No one tool can accomplish such an objective. Here in Lexington, KY, we use every tool we can think of to shape development to conform to the community vision as expressed in the Comprehensive Plan. Urban Growth Boundary, Zoning Ordinance, Subdivision Regulations, Bylaws, Board of Adjustment, Board of Architectual Review, even building codes all must mesh to effectivly address problems simple or complex.
 

Jerry Weitz

Cyburbian
Messages
77
Points
4
Cool. I won't go into the reasons why I asked this question the way I did, yet I will say it pertains to small communities who are not going to adopt growth management tools, and possibly not even zoning but something less than that. I agree that growth management is most successful when a combination of techniques are used. I think (part of?) your message, Linden, reflects agreement on the point that zoning is unsuccessful on its own at preventing sprawl.
 

mike gurnee

Cyburbian
Messages
3,066
Points
30
The only way to curtail sprawl is for the citizens and officials to want to. It can be done through zoning alone (with a consistent comp plan) if the governing body does not approve inconsistent map amendments.
 

Vlaude

Cyburbian
Messages
440
Points
13
I understand your point and agree with you to an extent, but do you know of any towns that have reduced or halted sprawl using only zoning, keeping consistent with the comp plan?

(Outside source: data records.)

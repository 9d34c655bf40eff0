//! Canonical launch-time constants of the solar system.
//!
//! One row per body (SI units, display radii in scene units). Every body is
//! built from this table by [`canonical_body`]; planets start on the +x axis
//! at their orbital distance with a tangential velocity along +z.

use crate::simulation::registry::KinematicRegistry;
use crate::simulation::states::{Body, BodyId, NPoint3, NVec3, System};

/// Launch-time attributes of one body
#[derive(Debug, Clone, Copy, PartialEq)]
pub struct Canonical {
    pub id: BodyId,
    pub display_radius: f64, // scene units
    pub distance: f64,       // m, distance to the Star
    pub mass: f64,           // kg
    pub speed: f64,          // m/s, initial tangential speed
    pub phi: f64,            // degrees
    pub theta: f64,          // degrees
}

const fn row(id: BodyId, display_radius: f64, distance: f64, mass: f64, speed: f64, phi: f64) -> Canonical {
    Canonical { id, display_radius, distance, mass, speed, phi, theta: 0.0 }
}

/// Indexed by `BodyId::index()`
pub const CATALOG: [Canonical; 10] = [
    row(BodyId::Star, 0.4, 0.0, 1.989e30, 0.0, 1.0),
    row(BodyId::Mercury, 0.02439, 57_910_000e3, 3.3011e23, 47_870.0, 10.0),
    row(BodyId::Venus, 0.06051, 108_208_475e3, 4.8675e24, 35_020.0, 10.0),
    row(BodyId::Earth, 0.06371, 149_598_023e3, 5.9724e24, 29_780.0, 10.0),
    row(BodyId::Mars, 0.03389, 227_939_200e3, 6.4171e23, 24_070.0, 10.0),
    row(BodyId::Jupiter, 0.349555, 778_340_821e3, 1.8982e27, 13_070.0, 10.0),
    row(BodyId::Saturn, 0.29116, 1_429_400_000e3, 5.6834e26, 9_690.0, 10.0),
    row(BodyId::Uranus, 0.12681, 2_870_658_186e3, 8.681e25, 6_800.0, 10.0),
    row(BodyId::Neptune, 0.12311, 4_498_396_441e3, 1.02413e26, 5_430.0, 10.0),
    // the free object's distance/speed come from its launch site
    row(BodyId::FreeObject, 0.018, 0.0, 9.5e20, 0.0, 0.0),
];

pub fn canonical(id: BodyId) -> &'static Canonical {
    &CATALOG[id.index()]
}

/// Where and how fast the free object leaves: just outside a planet's
/// surface, on the far side from the Star.
#[derive(Debug, Clone, Copy, PartialEq)]
pub struct LaunchSite {
    pub planet: BodyId,
    pub velocity: NVec3,
}

impl Default for LaunchSite {
    fn default() -> Self {
        Self {
            planet: BodyId::Earth,
            velocity: NVec3::new(10.0, 0.0, 0.0),
        }
    }
}

impl LaunchSite {
    pub fn position(&self, length_scale: f64) -> NPoint3 {
        let planet = canonical(self.planet);
        let object = canonical(BodyId::FreeObject);
        let x = planet.distance + (planet.display_radius + object.display_radius) * length_scale;
        NPoint3::new(x, 0.0, 0.0)
    }
}

/// Build one body at its launch-time state
pub fn canonical_body(id: BodyId, launch: &LaunchSite, length_scale: f64) -> Body {
    let c = canonical(id);
    let (x, v) = match id {
        BodyId::Star => (NPoint3::origin(), NVec3::zeros()),
        BodyId::FreeObject => (launch.position(length_scale), launch.velocity),
        _ => (NPoint3::new(c.distance, 0.0, 0.0), NVec3::new(0.0, 0.0, c.speed)),
    };
    Body::new(id, x, v, c.mass, c.display_radius, c.phi, c.theta)
}

/// Build the full system at t = 0 with a registry seeded from the bodies
pub fn canonical_system(launch: &LaunchSite, length_scale: f64) -> System {
    let star = canonical_body(BodyId::Star, launch, length_scale);
    let bodies: Vec<Body> = BodyId::UPDATE_ORDER
        .iter()
        .map(|&id| canonical_body(id, launch, length_scale))
        .collect();
    let registry = KinematicRegistry::from_bodies(&bodies);

    System {
        star,
        bodies,
        registry,
        t: 0.0,
    }
}
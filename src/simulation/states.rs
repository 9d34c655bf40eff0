//! Core state types for the solar-system dynamics.
//!
//! Defines the vector/point algebra used everywhere (`NVec3`, `NPoint3`),
//! the fixed set of body identities (`BodyId`), the per-body model (`Body`)
//! and the `System` that bundles the Star, the orbiting bodies, the shared
//! kinematic registry and the simulated clock `t`.
//!
//! Positions are points, displacements/velocities/accelerations are vectors:
//! `point - point = vector`, `point + vector = point`.

use std::fmt;

use nalgebra::{Point3, Vector3};
use serde::Deserialize;
use tracing::debug;

use crate::simulation::registry::KinematicRegistry;

pub type NVec3 = Vector3<f64>;
pub type NPoint3 = Point3<f64>;

/// Euclidean distance between two points (meters)
pub fn distance(a: &NPoint3, b: &NPoint3) -> f64 {
    nalgebra::distance(a, b)
}

/// Distance of a point to the origin, where the Star sits
pub fn distance_to_origin(p: &NPoint3) -> f64 {
    p.coords.norm()
}

/// Identity of every body taking part in the dynamics.
///
/// The discriminant order is the canonical table order: Star first, then the
/// planets by increasing orbital distance, then the free object.
#[derive(Debug, Clone, Copy, PartialEq, Eq, Hash, Deserialize)]
#[serde(rename_all = "snake_case")]
pub enum BodyId {
    Star,
    Mercury,
    Venus,
    Earth,
    Mars,
    Jupiter,
    Saturn,
    Uranus,
    Neptune,
    FreeObject,
}

impl BodyId {
    /// The eight planets, innermost first
    pub const PLANETS: [BodyId; 8] = [
        BodyId::Mercury,
        BodyId::Venus,
        BodyId::Earth,
        BodyId::Mars,
        BodyId::Jupiter,
        BodyId::Saturn,
        BodyId::Uranus,
        BodyId::Neptune,
    ];

    /// Fixed update order of one physics tick. Bodies later in this list see
    /// the already-updated positions of the bodies before them.
    pub const UPDATE_ORDER: [BodyId; 9] = [
        BodyId::Mercury,
        BodyId::Venus,
        BodyId::Earth,
        BodyId::Mars,
        BodyId::Jupiter,
        BodyId::Saturn,
        BodyId::Uranus,
        BodyId::Neptune,
        BodyId::FreeObject,
    ];

    /// Index of the body in the canonical table (Star = 0)
    pub fn index(self) -> usize {
        self as usize
    }

    /// Slot in `System::bodies` and in the registry; the Star has none
    pub fn slot(self) -> Option<usize> {
        match self {
            BodyId::Star => None,
            other => Some(other as usize - 1),
        }
    }

    pub fn is_planet(self) -> bool {
        !matches!(self, BodyId::Star | BodyId::FreeObject)
    }

    pub fn name(self) -> &'static str {
        match self {
            BodyId::Star => "star",
            BodyId::Mercury => "mercury",
            BodyId::Venus => "venus",
            BodyId::Earth => "earth",
            BodyId::Mars => "mars",
            BodyId::Jupiter => "jupiter",
            BodyId::Saturn => "saturn",
            BodyId::Uranus => "uranus",
            BodyId::Neptune => "neptune",
            BodyId::FreeObject => "free_object",
        }
    }
}

impl fmt::Display for BodyId {
    fn fmt(&self, f: &mut fmt::Formatter<'_>) -> fmt::Result {
        f.write_str(self.name())
    }
}

/// A single body: live kinematic state plus its adjustable attributes.
///
/// `radius` is the display radius in scene units; a radius of 0 means the
/// body has been absorbed and is inactive until the next reset.
#[derive(Debug, Clone, PartialEq)]
pub struct Body {
    pub(crate) id: BodyId,
    pub(crate) x: NPoint3,   // position (m)
    pub(crate) v: NVec3,     // velocity (m/s)
    pub(crate) m: f64,       // mass (kg)
    pub(crate) radius: f64,  // display radius (scene units)
    pub(crate) theta: f64,   // spin angle, degrees
    pub(crate) phi: f64,     // spin angle, degrees
}

impl Body {
    pub fn new(id: BodyId, x: NPoint3, v: NVec3, m: f64, radius: f64, phi: f64, theta: f64) -> Self {
        Self { id, x, v, m, radius, theta, phi }
    }

    pub fn id(&self) -> BodyId {
        self.id
    }

    pub fn position(&self) -> NPoint3 {
        self.x
    }

    pub fn velocity(&self) -> NVec3 {
        self.v
    }

    pub fn mass(&self) -> f64 {
        self.m
    }

    pub fn display_radius(&self) -> f64 {
        self.radius
    }

    pub fn spin_theta(&self) -> f64 {
        self.theta
    }

    pub fn spin_phi(&self) -> f64 {
        self.phi
    }

    pub fn is_active(&self) -> bool {
        self.radius > 0.0
    }

    /// Sets the mass without validation; `Scenario::set_mass` is the checked path
    pub(crate) fn set_mass_unchecked(&mut self, m: f64) {
        self.m = m;
    }

    /// Sets the display radius. Any value `<= 0` destroys the body.
    /// A destroyed body keeps radius 0: only a full reset brings it back.
    /// The Star can be resized but never destroyed.
    pub fn set_display_radius(&mut self, radius: f64) {
        if !self.is_active() {
            debug!(body = %self.id, "ignoring radius change on destroyed body");
            return;
        }
        if self.id == BodyId::Star && !(radius > 0.0) {
            debug!(radius, "ignoring non-positive star radius");
            return;
        }
        self.radius = if radius > 0.0 { radius } else { 0.0 };
    }

    pub(crate) fn destroy(&mut self) {
        self.radius = 0.0;
    }
}

/// Whole simulated system: the fixed Star, the orbiting bodies in
/// `BodyId::UPDATE_ORDER`, the shared registry and the simulated time.
#[derive(Debug, Clone, PartialEq)]
pub struct System {
    pub star: Body,
    pub bodies: Vec<Body>, // one per slot, in update order
    pub registry: KinematicRegistry,
    pub t: f64, // simulated seconds
}

impl System {
    pub fn body(&self, id: BodyId) -> &Body {
        match id.slot() {
            Some(i) => &self.bodies[i],
            None => &self.star,
        }
    }

    pub fn body_mut(&mut self, id: BodyId) -> &mut Body {
        match id.slot() {
            Some(i) => &mut self.bodies[i],
            None => &mut self.star,
        }
    }

    /// Moves a body and keeps its registry entry in sync.
    /// The Star is pinned to the origin and ignores this.
    pub fn place(&mut self, id: BodyId, x: NPoint3, v: NVec3) {
        if id == BodyId::Star {
            return;
        }
        let body = self.body_mut(id);
        body.x = x;
        body.v = v;
        self.registry.set(id, x);
    }
}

Any examples would be great from large cities to small towns.
 

Lee Nellis

Cyburbian
Messages
1,371
Points
28
Urban growth boundaries in Oregon are implemented through zoning consistent with the statewide goals. They are not a separate tool. They key is that, unlike what happens in other UGB schemes I have seen, which address only urban expansion, the Oregon system addresses land use outside the UGB just as thoroughly. My travels in Oregon suggest that the system works, though not equally well in all parts of the state. In the end it truly is a matter of political will. Oregon had it, and with the recent court rulings, we'll get to see if they still have it in 2002.
 

mike gurnee

Cyburbian
Messages
3,066
Points
30
I would have answered: "Not past the next election or next WalMart proposal". Lee has been around more than me--although I might still be right.
 
Messages
1
Points
0
In tamworth we have invested in the cbd, 1.5 km away 11,000 squaare mtrs of residention zoned land , now containing a scholl, is being sought to rezone to business to expand an existing shoppiong cetre thus affectin downtown business.
Any way we an stop this? The council has voted 5 to 2 for, other councillors cannot vote, as they have pecuniary interests.
regards,
rod richardson
 

John Morgan

Member
Messages
4
Points
0
Is anyone aware of communities that give tax credits for new businesses that reuse existing VACANT properties for establishing the new businesses? I am deeply concerned about the build up of new commercial properties while existing properties are vacant and available for use. I'd like to draft a county ordinance that gives tax breaks to businesses that move into vacant commercial properties. Any help with this would be greatly appreciated.